▶ [Prompt]
Working from the records below, repeat exactly the lines starting at the line that contains "shader.set_offset(pos_norm.0, pos_norm.1);" and ending at the line that contains "fn drop(&mut self)", inclusive.
START Records provided
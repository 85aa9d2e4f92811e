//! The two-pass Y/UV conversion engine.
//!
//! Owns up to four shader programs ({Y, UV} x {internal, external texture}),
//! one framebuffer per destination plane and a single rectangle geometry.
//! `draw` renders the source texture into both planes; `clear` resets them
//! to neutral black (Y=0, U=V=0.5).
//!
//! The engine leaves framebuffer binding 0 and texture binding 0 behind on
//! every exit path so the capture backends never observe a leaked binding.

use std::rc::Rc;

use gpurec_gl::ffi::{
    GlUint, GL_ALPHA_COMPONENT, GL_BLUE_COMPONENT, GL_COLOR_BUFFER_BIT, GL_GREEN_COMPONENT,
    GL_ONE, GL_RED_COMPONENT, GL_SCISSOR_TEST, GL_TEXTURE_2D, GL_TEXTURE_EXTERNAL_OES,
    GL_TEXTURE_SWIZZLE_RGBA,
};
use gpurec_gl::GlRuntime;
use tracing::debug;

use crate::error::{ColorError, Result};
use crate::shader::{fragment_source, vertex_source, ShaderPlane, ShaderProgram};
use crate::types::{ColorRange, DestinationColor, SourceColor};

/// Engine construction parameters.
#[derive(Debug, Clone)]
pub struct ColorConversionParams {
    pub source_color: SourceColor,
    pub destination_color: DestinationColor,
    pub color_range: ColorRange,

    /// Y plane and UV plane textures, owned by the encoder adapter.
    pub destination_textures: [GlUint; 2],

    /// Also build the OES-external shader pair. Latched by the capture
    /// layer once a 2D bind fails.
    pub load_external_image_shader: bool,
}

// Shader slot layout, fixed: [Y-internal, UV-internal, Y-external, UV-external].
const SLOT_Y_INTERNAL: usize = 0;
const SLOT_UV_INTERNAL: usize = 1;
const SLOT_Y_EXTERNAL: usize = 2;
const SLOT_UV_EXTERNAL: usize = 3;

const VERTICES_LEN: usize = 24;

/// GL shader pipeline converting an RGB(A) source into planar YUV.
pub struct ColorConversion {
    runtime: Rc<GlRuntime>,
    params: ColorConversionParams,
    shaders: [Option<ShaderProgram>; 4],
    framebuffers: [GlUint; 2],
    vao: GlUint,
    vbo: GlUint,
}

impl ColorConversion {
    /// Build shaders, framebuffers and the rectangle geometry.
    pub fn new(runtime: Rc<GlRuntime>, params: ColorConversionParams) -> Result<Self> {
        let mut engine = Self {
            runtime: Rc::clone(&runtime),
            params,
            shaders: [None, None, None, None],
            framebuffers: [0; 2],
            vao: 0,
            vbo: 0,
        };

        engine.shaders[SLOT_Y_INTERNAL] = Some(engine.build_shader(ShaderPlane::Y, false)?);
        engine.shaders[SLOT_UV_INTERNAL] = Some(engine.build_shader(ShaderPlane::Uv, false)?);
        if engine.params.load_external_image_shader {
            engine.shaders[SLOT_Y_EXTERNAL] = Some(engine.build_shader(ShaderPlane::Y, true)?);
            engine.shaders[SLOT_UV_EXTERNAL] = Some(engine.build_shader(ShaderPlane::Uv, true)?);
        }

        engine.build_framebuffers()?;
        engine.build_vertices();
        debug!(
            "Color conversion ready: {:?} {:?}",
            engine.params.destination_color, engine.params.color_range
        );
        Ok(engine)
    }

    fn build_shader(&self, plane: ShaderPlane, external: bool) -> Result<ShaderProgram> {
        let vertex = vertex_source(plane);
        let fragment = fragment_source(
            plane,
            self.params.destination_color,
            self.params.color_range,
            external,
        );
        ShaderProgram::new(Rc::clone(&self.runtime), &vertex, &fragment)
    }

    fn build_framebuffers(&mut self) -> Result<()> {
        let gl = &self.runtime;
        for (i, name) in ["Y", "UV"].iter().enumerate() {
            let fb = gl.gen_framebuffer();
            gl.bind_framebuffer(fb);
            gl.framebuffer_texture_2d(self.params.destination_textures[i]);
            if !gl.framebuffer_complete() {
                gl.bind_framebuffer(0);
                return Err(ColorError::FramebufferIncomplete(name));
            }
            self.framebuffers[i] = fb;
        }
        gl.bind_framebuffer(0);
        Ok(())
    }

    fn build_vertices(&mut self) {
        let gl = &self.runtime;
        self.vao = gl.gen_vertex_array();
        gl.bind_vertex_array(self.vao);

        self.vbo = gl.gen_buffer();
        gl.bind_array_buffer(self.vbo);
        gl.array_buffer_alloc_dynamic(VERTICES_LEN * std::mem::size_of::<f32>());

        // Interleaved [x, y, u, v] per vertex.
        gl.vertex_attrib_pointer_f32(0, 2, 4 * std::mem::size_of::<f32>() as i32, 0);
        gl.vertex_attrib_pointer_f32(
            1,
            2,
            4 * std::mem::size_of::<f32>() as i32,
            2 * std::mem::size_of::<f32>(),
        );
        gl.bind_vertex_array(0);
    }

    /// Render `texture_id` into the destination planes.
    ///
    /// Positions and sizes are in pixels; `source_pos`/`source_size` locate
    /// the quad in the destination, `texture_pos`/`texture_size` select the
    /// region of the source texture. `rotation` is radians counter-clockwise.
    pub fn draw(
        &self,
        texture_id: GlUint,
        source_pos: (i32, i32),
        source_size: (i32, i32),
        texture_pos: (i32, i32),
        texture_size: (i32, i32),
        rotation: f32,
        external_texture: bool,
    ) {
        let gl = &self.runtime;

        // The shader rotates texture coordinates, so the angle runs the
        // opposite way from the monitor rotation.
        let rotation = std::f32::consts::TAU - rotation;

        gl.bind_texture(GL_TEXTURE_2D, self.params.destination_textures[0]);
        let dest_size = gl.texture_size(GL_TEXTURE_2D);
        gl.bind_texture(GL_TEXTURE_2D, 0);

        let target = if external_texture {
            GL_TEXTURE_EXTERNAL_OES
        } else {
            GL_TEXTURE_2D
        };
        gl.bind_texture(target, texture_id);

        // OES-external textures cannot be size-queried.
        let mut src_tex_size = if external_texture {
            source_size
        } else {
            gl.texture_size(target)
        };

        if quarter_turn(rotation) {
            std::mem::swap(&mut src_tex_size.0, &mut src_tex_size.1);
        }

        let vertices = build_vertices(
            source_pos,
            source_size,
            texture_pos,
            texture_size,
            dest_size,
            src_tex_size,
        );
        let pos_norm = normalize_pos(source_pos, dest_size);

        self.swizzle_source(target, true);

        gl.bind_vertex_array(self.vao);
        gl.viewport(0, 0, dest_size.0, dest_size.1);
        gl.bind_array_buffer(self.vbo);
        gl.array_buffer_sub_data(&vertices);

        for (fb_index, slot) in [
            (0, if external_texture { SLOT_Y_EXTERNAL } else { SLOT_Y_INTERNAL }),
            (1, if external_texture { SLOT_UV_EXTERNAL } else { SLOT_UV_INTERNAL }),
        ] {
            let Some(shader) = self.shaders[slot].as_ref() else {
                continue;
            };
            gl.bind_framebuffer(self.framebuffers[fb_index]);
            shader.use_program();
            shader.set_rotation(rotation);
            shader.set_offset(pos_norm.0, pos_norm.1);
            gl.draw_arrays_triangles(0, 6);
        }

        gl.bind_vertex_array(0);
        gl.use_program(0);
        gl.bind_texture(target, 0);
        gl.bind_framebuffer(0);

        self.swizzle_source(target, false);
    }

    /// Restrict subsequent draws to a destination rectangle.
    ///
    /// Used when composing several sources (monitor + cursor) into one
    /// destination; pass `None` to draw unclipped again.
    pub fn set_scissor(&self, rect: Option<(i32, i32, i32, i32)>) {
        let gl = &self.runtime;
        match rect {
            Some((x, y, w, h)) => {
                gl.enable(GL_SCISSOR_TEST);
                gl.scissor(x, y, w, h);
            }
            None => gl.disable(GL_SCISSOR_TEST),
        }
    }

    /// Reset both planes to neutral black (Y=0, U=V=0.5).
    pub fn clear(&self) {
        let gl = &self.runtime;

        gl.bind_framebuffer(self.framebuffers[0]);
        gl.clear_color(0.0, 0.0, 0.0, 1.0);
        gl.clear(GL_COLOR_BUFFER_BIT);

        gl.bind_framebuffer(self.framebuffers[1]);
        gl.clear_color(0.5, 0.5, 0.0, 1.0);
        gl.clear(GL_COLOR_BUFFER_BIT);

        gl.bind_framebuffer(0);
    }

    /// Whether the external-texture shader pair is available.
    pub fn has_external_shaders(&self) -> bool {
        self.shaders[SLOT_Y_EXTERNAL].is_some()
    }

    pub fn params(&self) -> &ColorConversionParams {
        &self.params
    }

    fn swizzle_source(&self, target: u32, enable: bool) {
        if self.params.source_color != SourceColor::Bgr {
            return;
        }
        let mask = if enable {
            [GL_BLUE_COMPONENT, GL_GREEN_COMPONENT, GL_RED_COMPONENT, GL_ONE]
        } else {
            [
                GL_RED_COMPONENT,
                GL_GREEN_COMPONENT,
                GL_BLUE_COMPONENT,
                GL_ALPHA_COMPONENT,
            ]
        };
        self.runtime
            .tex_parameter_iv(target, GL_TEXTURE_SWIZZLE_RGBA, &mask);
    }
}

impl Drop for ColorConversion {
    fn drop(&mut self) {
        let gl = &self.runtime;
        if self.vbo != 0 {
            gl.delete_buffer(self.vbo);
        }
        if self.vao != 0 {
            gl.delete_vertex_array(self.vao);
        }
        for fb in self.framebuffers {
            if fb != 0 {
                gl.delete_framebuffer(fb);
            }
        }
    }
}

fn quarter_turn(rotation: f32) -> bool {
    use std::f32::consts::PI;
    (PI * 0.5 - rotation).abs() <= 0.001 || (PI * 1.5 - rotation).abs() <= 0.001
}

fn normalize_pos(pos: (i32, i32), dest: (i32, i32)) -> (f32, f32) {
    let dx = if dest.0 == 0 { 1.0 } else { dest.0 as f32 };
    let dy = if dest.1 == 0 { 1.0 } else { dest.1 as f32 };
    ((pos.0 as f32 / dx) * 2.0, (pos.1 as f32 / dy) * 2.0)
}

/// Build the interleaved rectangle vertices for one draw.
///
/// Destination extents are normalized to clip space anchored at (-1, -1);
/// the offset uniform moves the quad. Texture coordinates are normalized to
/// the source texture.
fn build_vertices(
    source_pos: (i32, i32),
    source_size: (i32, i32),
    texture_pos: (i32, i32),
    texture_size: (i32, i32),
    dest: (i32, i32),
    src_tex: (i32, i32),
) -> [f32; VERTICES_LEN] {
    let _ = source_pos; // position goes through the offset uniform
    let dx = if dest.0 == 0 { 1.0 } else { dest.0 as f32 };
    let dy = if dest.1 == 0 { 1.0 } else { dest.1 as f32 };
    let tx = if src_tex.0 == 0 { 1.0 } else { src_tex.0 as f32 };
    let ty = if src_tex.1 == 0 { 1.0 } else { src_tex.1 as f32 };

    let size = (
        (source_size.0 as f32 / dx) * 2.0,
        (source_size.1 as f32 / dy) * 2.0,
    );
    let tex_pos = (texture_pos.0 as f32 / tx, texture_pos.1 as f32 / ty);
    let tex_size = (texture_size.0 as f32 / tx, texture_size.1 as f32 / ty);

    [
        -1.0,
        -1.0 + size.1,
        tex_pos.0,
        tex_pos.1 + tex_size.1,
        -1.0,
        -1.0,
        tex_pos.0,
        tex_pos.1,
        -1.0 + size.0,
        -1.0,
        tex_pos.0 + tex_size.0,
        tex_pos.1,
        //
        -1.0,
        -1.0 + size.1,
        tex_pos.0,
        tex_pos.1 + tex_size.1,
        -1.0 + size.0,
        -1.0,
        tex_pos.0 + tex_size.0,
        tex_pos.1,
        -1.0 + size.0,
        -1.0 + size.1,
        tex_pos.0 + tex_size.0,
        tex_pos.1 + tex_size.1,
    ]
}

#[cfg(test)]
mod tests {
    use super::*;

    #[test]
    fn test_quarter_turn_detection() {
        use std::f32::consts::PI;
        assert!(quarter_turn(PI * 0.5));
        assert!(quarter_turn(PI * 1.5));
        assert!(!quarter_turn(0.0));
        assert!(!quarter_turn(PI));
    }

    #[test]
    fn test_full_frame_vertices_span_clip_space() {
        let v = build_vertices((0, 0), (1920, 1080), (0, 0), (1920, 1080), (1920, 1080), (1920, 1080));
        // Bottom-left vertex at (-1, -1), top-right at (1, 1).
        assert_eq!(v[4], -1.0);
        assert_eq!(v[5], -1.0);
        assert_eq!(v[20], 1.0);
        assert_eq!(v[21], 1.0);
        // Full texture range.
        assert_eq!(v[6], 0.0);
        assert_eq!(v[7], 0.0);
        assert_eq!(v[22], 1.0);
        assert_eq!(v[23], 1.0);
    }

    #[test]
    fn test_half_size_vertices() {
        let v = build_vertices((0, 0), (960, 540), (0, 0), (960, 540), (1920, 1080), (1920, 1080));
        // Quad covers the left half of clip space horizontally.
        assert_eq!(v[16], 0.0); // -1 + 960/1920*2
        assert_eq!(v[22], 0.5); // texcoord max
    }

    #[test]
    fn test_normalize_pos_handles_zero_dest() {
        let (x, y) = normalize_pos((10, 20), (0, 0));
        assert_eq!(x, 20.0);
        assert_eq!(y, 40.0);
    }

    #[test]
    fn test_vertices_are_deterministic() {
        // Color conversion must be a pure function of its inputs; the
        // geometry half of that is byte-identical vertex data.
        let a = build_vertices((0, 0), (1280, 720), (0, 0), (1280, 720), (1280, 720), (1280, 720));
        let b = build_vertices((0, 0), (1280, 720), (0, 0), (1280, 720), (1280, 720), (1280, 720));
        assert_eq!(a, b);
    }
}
END Records provided
▶ [The answer]
            shader.set_offset(pos_norm.0, pos_norm.1);
            gl.draw_arrays_triangles(0, 6);
        }

        gl.bind_vertex_array(0);
        gl.use_program(0);
        gl.bind_texture(target, 0);
        gl.bind_framebuffer(0);

        self.swizzle_source(target, false);
    }

    /// Restrict subsequent draws to a destination rectangle.
    ///
    /// Used when composing several sources (monitor + cursor) into one
    /// destination; pass `None` to draw unclipped again.
    pub fn set_scissor(&self, rect: Option<(i32, i32, i32, i32)>) {
        let gl = &self.runtime;
        match rect {
            Some((x, y, w, h)) => {
                gl.enable(GL_SCISSOR_TEST);
                gl.scissor(x, y, w, h);
            }
            None => gl.disable(GL_SCISSOR_TEST),
        }
    }

    /// Reset both planes to neutral black (Y=0, U=V=0.5).
    pub fn clear(&self) {
        let gl = &self.runtime;

        gl.bind_framebuffer(self.framebuffers[0]);
        gl.clear_color(0.0, 0.0, 0.0, 1.0);
        gl.clear(GL_COLOR_BUFFER_BIT);

        gl.bind_framebuffer(self.framebuffers[1]);
        gl.clear_color(0.5, 0.5, 0.0, 1.0);
        gl.clear(GL_COLOR_BUFFER_BIT);

        gl.bind_framebuffer(0);
    }

    /// Whether the external-texture shader pair is available.
    pub fn has_external_shaders(&self) -> bool {
        self.shaders[SLOT_Y_EXTERNAL].is_some()
    }

    pub fn params(&self) -> &ColorConversionParams {
        &self.params
    }

    fn swizzle_source(&self, target: u32, enable: bool) {
        if self.params.source_color != SourceColor::Bgr {
            return;
        }
        let mask = if enable {
            [GL_BLUE_COMPONENT, GL_GREEN_COMPONENT, GL_RED_COMPONENT, GL_ONE]
        } else {
            [
                GL_RED_COMPONENT,
                GL_GREEN_COMPONENT,
                GL_BLUE_COMPONENT,
                GL_ALPHA_COMPONENT,
            ]
        };
        self.runtime
            .tex_parameter_iv(target, GL_TEXTURE_SWIZZLE_RGBA, &mask);
    }
}

impl Drop for ColorConversion {
    fn drop(&mut self) {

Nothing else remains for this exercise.